**** AVAILABLE RECORDS ****

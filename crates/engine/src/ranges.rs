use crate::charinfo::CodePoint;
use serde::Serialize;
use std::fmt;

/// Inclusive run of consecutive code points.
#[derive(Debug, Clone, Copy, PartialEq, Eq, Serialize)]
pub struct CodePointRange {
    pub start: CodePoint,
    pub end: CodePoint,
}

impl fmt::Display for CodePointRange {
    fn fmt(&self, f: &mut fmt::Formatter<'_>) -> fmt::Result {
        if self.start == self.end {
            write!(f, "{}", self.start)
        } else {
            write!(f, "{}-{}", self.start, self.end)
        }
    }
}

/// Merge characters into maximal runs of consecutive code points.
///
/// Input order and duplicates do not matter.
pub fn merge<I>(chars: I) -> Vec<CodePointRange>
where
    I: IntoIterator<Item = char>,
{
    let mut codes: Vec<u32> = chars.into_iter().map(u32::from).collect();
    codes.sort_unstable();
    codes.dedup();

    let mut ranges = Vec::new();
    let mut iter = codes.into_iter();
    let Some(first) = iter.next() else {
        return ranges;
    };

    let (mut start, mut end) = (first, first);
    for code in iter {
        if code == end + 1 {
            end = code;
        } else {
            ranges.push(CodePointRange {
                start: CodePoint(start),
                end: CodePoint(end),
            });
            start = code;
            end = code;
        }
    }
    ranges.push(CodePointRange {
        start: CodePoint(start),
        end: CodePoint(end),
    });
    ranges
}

****
**** AVAILABLE RECORDS ****

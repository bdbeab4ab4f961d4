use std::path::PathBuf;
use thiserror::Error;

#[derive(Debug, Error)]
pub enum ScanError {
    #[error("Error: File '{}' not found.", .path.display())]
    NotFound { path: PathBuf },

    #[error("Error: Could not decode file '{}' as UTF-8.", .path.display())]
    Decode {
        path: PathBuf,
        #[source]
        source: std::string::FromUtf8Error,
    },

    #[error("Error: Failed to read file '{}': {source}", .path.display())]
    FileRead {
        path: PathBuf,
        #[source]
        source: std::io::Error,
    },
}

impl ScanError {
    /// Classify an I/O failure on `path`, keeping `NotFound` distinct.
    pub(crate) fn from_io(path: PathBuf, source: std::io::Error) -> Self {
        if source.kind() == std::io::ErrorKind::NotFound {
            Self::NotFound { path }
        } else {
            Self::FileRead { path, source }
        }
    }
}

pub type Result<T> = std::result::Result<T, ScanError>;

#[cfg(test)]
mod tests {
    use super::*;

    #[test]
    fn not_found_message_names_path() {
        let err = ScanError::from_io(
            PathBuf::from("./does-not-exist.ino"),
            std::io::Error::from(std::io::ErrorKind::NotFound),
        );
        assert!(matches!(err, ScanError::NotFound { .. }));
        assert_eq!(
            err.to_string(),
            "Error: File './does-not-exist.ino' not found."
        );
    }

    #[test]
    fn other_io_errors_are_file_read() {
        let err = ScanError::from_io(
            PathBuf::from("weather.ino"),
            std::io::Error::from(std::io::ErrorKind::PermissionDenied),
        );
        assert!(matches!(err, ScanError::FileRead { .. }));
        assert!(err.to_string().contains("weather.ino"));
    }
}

****
**** AVAILABLE RECORDS ****

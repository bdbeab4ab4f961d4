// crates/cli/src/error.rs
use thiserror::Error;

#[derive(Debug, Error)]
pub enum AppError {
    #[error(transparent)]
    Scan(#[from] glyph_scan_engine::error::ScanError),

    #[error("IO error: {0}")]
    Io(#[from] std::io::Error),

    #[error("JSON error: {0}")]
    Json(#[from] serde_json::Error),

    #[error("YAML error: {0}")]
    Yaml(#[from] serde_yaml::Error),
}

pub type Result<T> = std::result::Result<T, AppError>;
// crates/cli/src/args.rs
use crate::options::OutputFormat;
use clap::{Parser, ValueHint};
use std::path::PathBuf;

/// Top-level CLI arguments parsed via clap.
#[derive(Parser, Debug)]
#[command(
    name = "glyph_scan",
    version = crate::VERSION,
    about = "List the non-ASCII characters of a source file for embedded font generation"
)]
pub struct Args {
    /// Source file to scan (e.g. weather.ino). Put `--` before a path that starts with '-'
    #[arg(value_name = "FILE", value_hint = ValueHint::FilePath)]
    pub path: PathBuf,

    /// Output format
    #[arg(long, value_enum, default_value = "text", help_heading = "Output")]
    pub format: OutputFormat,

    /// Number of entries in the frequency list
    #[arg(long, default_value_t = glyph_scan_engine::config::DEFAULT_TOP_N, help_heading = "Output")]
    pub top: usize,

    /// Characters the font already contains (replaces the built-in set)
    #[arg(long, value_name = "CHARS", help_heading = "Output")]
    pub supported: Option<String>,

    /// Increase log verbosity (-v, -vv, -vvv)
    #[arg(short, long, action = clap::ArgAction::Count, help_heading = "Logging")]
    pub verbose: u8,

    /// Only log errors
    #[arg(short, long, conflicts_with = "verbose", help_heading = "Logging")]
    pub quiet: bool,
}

****

■ WHAT TO PRODUCE:
Give back exactly the lines above, from the line containing "#[derive(Debug, Clone, Copy, PartialEq, Eq, Serialize)]" through the line containing "start = code;", with both end lines and nothing more.

■ ANSWER SPACE:
#[derive(Debug, Clone, Copy, PartialEq, Eq, Serialize)]
pub struct CodePointRange {
    pub start: CodePoint,
    pub end: CodePoint,
}

impl fmt::Display for CodePointRange {
    fn fmt(&self, f: &mut fmt::Formatter<'_>) -> fmt::Result {
        if self.start == self.end {
            write!(f, "{}", self.start)
        } else {
            write!(f, "{}-{}", self.start, self.end)
        }
    }
}

/// Merge characters into maximal runs of consecutive code points.
///
/// Input order and duplicates do not matter.
pub fn merge<I>(chars: I) -> Vec<CodePointRange>
where
    I: IntoIterator<Item = char>,
{
    let mut codes: Vec<u32> = chars.into_iter().map(u32::from).collect();
    codes.sort_unstable();
    codes.dedup();

    let mut ranges = Vec::new();
    let mut iter = codes.into_iter();
    let Some(first) = iter.next() else {
        return ranges;
    };

    let (mut start, mut end) = (first, first);
    for code in iter {
        if code == end + 1 {
            end = code;
        } else {
            ranges.push(CodePointRange {
                start: CodePoint(start),
                end: CodePoint(end),
            });
            start = code;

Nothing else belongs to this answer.